··· Excerpted data

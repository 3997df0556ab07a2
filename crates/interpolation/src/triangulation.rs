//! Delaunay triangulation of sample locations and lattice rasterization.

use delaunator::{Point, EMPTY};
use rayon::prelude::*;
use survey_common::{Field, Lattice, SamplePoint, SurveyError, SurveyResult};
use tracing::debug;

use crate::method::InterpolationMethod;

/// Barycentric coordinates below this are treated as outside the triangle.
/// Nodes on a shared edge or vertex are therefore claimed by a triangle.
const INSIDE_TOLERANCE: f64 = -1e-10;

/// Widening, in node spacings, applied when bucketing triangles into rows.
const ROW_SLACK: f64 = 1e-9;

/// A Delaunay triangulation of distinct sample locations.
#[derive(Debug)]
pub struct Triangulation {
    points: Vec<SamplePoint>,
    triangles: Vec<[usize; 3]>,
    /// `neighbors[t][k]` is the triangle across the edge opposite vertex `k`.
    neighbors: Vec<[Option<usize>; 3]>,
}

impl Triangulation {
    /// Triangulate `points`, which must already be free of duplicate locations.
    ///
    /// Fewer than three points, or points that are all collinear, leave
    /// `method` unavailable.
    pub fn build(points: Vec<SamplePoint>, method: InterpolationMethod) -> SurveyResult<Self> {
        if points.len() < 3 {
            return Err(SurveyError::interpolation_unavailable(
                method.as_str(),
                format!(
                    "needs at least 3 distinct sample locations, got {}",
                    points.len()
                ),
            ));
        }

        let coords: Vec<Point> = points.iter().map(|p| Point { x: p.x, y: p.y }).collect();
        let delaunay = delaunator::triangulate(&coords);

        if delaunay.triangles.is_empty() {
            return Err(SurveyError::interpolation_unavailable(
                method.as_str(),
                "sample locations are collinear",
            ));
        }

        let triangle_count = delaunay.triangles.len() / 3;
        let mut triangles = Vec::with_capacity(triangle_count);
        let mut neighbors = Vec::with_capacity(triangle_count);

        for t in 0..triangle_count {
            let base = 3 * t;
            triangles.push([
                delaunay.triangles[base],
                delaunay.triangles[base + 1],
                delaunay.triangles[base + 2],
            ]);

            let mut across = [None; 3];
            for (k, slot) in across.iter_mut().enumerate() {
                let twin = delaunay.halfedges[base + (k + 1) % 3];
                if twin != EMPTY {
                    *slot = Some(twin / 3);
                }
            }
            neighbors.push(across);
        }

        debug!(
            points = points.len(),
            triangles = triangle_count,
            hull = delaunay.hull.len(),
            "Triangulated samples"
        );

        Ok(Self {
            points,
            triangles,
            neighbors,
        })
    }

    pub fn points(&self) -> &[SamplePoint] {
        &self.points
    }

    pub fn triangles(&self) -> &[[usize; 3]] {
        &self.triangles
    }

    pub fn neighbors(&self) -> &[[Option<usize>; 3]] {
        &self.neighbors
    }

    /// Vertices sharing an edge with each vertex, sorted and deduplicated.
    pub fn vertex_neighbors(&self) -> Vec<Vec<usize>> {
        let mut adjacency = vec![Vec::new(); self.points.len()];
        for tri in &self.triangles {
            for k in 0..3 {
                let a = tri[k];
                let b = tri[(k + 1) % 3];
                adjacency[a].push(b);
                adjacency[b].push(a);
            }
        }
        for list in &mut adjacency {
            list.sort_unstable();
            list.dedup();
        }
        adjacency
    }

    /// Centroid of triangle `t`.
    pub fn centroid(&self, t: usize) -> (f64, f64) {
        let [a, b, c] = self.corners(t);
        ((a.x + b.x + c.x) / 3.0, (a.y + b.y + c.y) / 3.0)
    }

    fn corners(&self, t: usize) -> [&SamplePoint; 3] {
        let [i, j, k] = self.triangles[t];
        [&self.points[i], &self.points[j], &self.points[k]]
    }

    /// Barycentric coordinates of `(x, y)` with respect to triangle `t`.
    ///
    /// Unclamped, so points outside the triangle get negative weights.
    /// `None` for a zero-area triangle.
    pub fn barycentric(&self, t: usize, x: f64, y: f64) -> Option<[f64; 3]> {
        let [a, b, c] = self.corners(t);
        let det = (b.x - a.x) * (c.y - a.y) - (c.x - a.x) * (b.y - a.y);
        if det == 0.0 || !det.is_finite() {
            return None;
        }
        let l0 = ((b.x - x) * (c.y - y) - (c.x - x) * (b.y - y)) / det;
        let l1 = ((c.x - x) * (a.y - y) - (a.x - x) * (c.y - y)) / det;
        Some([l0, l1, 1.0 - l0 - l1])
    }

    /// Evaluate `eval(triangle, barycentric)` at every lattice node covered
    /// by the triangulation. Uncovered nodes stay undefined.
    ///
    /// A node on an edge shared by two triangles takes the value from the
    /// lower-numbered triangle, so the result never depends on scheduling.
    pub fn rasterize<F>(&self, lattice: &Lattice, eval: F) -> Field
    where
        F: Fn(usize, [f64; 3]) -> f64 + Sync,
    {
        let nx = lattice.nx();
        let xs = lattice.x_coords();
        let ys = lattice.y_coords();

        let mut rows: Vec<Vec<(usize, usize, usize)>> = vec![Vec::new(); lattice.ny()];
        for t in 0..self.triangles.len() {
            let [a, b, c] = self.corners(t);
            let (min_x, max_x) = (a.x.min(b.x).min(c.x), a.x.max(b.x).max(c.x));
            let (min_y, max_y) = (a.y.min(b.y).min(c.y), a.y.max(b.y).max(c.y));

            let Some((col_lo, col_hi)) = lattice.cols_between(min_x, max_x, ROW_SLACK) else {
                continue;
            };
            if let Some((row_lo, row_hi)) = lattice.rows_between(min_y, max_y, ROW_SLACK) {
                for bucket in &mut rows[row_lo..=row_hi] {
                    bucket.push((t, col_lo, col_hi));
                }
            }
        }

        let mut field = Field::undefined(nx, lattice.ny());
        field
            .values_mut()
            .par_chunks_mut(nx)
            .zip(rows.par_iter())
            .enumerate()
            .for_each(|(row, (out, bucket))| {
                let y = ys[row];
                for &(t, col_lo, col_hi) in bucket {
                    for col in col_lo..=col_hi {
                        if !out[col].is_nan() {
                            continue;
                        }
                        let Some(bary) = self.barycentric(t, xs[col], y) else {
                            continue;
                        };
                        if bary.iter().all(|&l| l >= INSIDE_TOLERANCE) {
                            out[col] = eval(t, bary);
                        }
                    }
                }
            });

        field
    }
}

······

Task to carry out -
The answer should consist of every line from the listing above that includes the word "distinct".

Completed exercise -
/// A Delaunay triangulation of distinct sample locations.
                    "needs at least 3 distinct sample locations, got {}",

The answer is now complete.